**Exercise objective:** Repeat, exactly as written, the lines of the records below from the first through the line with "let uniforms = device.create_buffer(&wgpu::BufferDescriptor", but none past it.

**Working data:**
impl OverlayPainter {
    pub fn new(device: &wgpu::Device, target_format: wgpu::TextureFormat) -> Self {
        let uniform_layout = device.create_bind_group_layout(&wgpu::BindGroupLayoutDescriptor {
            label: Some("Overlay Uniform Layout"),
            entries: &[uniform_entry(0, wgpu::ShaderStages::VERTEX_FRAGMENT, false, None)],
        });
        let texture_layout = device.create_bind_group_layout(&wgpu::BindGroupLayoutDescriptor {
            label: Some("Overlay Texture Layout"),
            entries: &[
                wgpu::BindGroupLayoutEntry {
                    binding: 0,
                    visibility: wgpu::ShaderStages::FRAGMENT,
                    ty: wgpu::BindingType::Texture {
                        sample_type: wgpu::TextureSampleType::Float { filterable: true },
                        view_dimension: wgpu::TextureViewDimension::D2,
                        multisampled: false,
                    },
                    count: None,
                },
                sampler_entry(1, wgpu::SamplerBindingType::Filtering),
            ],
        });

        let uniforms = device.create_buffer(&wgpu::BufferDescriptor {
            label: Some("Overlay Uniforms"),
            size: std::mem::size_of::<OverlayUniforms>() as u64,
            usage: wgpu::BufferUsages::UNIFORM | wgpu::BufferUsages::COPY_DST,
            mapped_at_creation: false,
        });
        let uniform_bind_group = device.create_bind_group(&wgpu::BindGroupDescriptor {
            label: Some("Overlay Uniform Bind Group"),
            layout: &uniform_layout,
            entries: &[wgpu::BindGroupEntry {
                binding: 0,
                resource: uniforms.as_entire_binding(),
            }],
        });

        let module = device.create_shader_module(wgpu::ShaderModuleDescriptor {
            label: Some("Overlay Shader"),
            source: wgpu::ShaderSource::Wgsl(Cow::Borrowed(include_str!("shaders/overlay.wgsl"))),
        });
        let layout = pipeline_layout(device, "Overlay", &[&uniform_layout, &texture_layout]);
        let pipeline = device.create_render_pipeline(&wgpu::RenderPipelineDescriptor {
            label: Some("Overlay Pipeline"),
            layout: Some(&layout),
            vertex: wgpu::VertexState {
                module: &module,
                entry_point: Some("vs_main"),
                compilation_options: Default::default(),
                buffers: &[OverlayVertex::layout()],
            },
            // egui's winding order is not consistent.
            primitive: wgpu::PrimitiveState {
                cull_mode: None,
                ..Default::default()
            },
            depth_stencil: None,
            multisample: wgpu::MultisampleState::default(),
            fragment: Some(wgpu::FragmentState {
                module: &module,
                entry_point: Some("fs_main"),
                compilation_options: Default::default(),
                targets: &[Some(wgpu::ColorTargetState {
                    format: target_format,
                    blend: Some(wgpu::BlendState::PREMULTIPLIED_ALPHA_BLENDING),
                    write_mask: wgpu::ColorWrites::ALL,
                })],
            }),
            multiview_mask: None,
            cache: None,
        });

        log::info!("Overlay painter created for {target_format:?}.");

        Self {
            pipeline,
            uniforms,
            uniform_bind_group,
            texture_layout,
            textures: HashMap::new(),
            vertex_buffer: geometry_buffer(device, "Overlay Vertices", wgpu::BufferUsages::VERTEX, 1024 * 20),
            index_buffer: geometry_buffer(device, "Overlay Indices", wgpu::BufferUsages::INDEX, 1024 * 12),
            draws: Vec::new(),
        }
    }

    /// Uploads new and patched egui textures.
    pub fn update_textures(&mut self, device: &wgpu::Device, queue: &wgpu::Queue, delta: &egui::TexturesDelta) {
        for (id, image_delta) in &delta.set {
            let egui::ImageData::Color(image) = &image_delta.image;
            let [width, height] = image.size;
            let pixels: Vec<u8> = image.pixels.iter().flat_map(|c| c.to_array()).collect();
            let size = wgpu::Extent3d {
                width: width as u32,
                height: height as u32,
                depth_or_array_layers: 1,
            };

            let origin = match image_delta.pos {
                Some([x, y]) => {
                    if !self.textures.contains_key(id) {
                        log::warn!("Partial update for unknown overlay texture {id:?}; skipped.");
                        continue;
                    }
                    wgpu::Origin3d {
                        x: x as u32,
                        y: y as u32,
                        z: 0,
                    }
                }
                None => {
                    let texture = device.create_texture(&wgpu::TextureDescriptor {
                        label: Some("Overlay Texture"),
                        size,
                        mip_level_count: 1,
                        sample_count: 1,
                        dimension: wgpu::TextureDimension::D2,
                        format: wgpu::TextureFormat::Rgba8UnormSrgb,
                        usage: wgpu::TextureUsages::TEXTURE_BINDING | wgpu::TextureUsages::COPY_DST,
                        view_formats: &[],
                    });
                    let bind_group = self.texture_bind_group(device, &texture, &image_delta.options);
                    self.textures.insert(*id, OverlayTexture { texture, bind_group });
                    wgpu::Origin3d::ZERO
                }
            };

            if let Some(entry) = self.textures.get(id) {
                queue.write_texture(
                    wgpu::TexelCopyTextureInfo {
                        texture: &entry.texture,
                        mip_level: 0,
                        origin,
                        aspect: wgpu::TextureAspect::All,
                    },
                    &pixels,
                    wgpu::TexelCopyBufferLayout {
                        offset: 0,
                        bytes_per_row: Some(4 * size.width),
                        rows_per_image: Some(size.height),
                    },
                    size,
                );
            }
        }
    }

    /// Drops textures egui no longer needs. Call after the frame is submitted.
    pub fn free_textures(&mut self, delta: &egui::TexturesDelta) {
        for id in &delta.free {
            self.textures.remove(id);
        }
    }

    /// Streams the frame's geometry and records where each mesh landed.
    ///
    /// `target_size` is in physical pixels; `scale` converts egui points to
    /// those pixels.
    pub fn prepare(
        &mut self,
        device: &wgpu::Device,
        queue: &wgpu::Queue,
        primitives: &[egui::ClippedPrimitive],
        target_size: (u32, u32),
        scale: f32,
        linear_output: bool,
    ) {
        self.draws.clear();
        let uniforms = OverlayUniforms {
            screen_size_points: [target_size.0 as f32 / scale, target_size.1 as f32 / scale],
            linear_output: linear_output as u32,
            _pad: 0,
        };
        queue.write_buffer(&self.uniforms, 0, bytemuck::bytes_of(&uniforms));

        let mut vertices: Vec<OverlayVertex> = Vec::new();
        let mut indices: Vec<u32> = Vec::new();
        for clipped in primitives {
            let egui::epaint::Primitive::Mesh(mesh) = &clipped.primitive else {
                log::trace!("Overlay paint callbacks are not supported; skipped.");
                continue;
            };
            if mesh.indices.is_empty() {
                continue;
            }
            let Some(scissor) = scissor_rect(clipped.clip_rect, scale, target_size) else {
                continue;
            };
            let first = indices.len() as u32;
            self.draws.push(OverlayDraw {
                texture: mesh.texture_id,
                indices: first..first + mesh.indices.len() as u32,
                base_vertex: vertices.len() as i32,
                scissor,
            });
            vertices.extend(mesh.vertices.iter().map(OverlayVertex::from));
            indices.extend_from_slice(&mesh.indices);
        }
        if self.draws.is_empty() {
            return;
        }

        let vertex_bytes: &[u8] = bytemuck::cast_slice(&vertices);
        let index_bytes: &[u8] = bytemuck::cast_slice(&indices);
        if vertex_bytes.len() as u64 > self.vertex_buffer.size() {
            self.vertex_buffer = geometry_buffer(
                device,
                "Overlay Vertices",
                wgpu::BufferUsages::VERTEX,
                (vertex_bytes.len() as u64).next_power_of_two(),
            );
        }
        if index_bytes.len() as u64 > self.index_buffer.size() {
            self.index_buffer = geometry_buffer(
                device,
                "Overlay Indices",
                wgpu::BufferUsages::INDEX,
                (index_bytes.len() as u64).next_power_of_two(),
            );
        }
        queue.write_buffer(&self.vertex_buffer, 0, vertex_bytes);
        queue.write_buffer(&self.index_buffer, 0, index_bytes);
    }

    /// Records the prepared draws into a pass targeting the surface.
    pub fn paint(&self, pass: &mut wgpu::RenderPass<'_>) -> u32 {
        if self.draws.is_empty() {
            return 0;
        }
        pass.set_pipeline(&self.pipeline);
        pass.set_bind_group(0, &self.uniform_bind_group, &[]);
        pass.set_vertex_buffer(0, self.vertex_buffer.slice(..));
        pass.set_index_buffer(self.index_buffer.slice(..), wgpu::IndexFormat::Uint32);

        let mut draw_calls = 0;
        for draw in &self.draws {
            let Some(texture) = self.textures.get(&draw.texture) else {
                log::warn!("Overlay mesh references missing texture {:?}.", draw.texture);
                continue;
            };
            let [x, y, width, height] = draw.scissor;
            pass.set_scissor_rect(x, y, width, height);
            pass.set_bind_group(1, &texture.bind_group, &[]);
            pass.draw_indexed(draw.indices.clone(), draw.base_vertex, 0..1);
            draw_calls += 1;
        }
        draw_calls
    }

    fn texture_bind_group(
        &self,
        device: &wgpu::Device,
        texture: &wgpu::Texture,
        options: &egui::TextureOptions,
    ) -> wgpu::BindGroup {
        let address_mode = options.wrap_mode.into_wgpu();
        let sampler = device.create_sampler(&wgpu::SamplerDescriptor {
            label: Some("Overlay Sampler"),
            address_mode_u: address_mode,
            address_mode_v: address_mode,
            address_mode_w: address_mode,
            mag_filter: options.magnification.into_wgpu(),
            min_filter: options.minification.into_wgpu(),
            ..Default::default()
        });
        let view = texture.create_view(&wgpu::TextureViewDescriptor::default());
        device.create_bind_group(&wgpu::BindGroupDescriptor {
            label: Some("Overlay Texture Bind Group"),
            layout: &self.texture_layout,
            entries: &[
                wgpu::BindGroupEntry {
                    binding: 0,
                    resource: wgpu::BindingResource::TextureView(&view),
                },
                wgpu::BindGroupEntry {
                    binding: 1,
                    resource: wgpu::BindingResource::Sampler(&sampler),
                },
            ],
        })
    }
}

**Reply to the exercise:**
impl OverlayPainter {
    pub fn new(device: &wgpu::Device, target_format: wgpu::TextureFormat) -> Self {
        let uniform_layout = device.create_bind_group_layout(&wgpu::BindGroupLayoutDescriptor {
            label: Some("Overlay Uniform Layout"),
            entries: &[uniform_entry(0, wgpu::ShaderStages::VERTEX_FRAGMENT, false, None)],
        });
        let texture_layout = device.create_bind_group_layout(&wgpu::BindGroupLayoutDescriptor {
            label: Some("Overlay Texture Layout"),
            entries: &[
                wgpu::BindGroupLayoutEntry {
                    binding: 0,
                    visibility: wgpu::ShaderStages::FRAGMENT,
                    ty: wgpu::BindingType::Texture {
                        sample_type: wgpu::TextureSampleType::Float { filterable: true },
                        view_dimension: wgpu::TextureViewDimension::D2,
                        multisampled: false,
                    },
                    count: None,
                },
                sampler_entry(1, wgpu::SamplerBindingType::Filtering),
            ],
        });

        let uniforms = device.create_buffer(&wgpu::BufferDescriptor {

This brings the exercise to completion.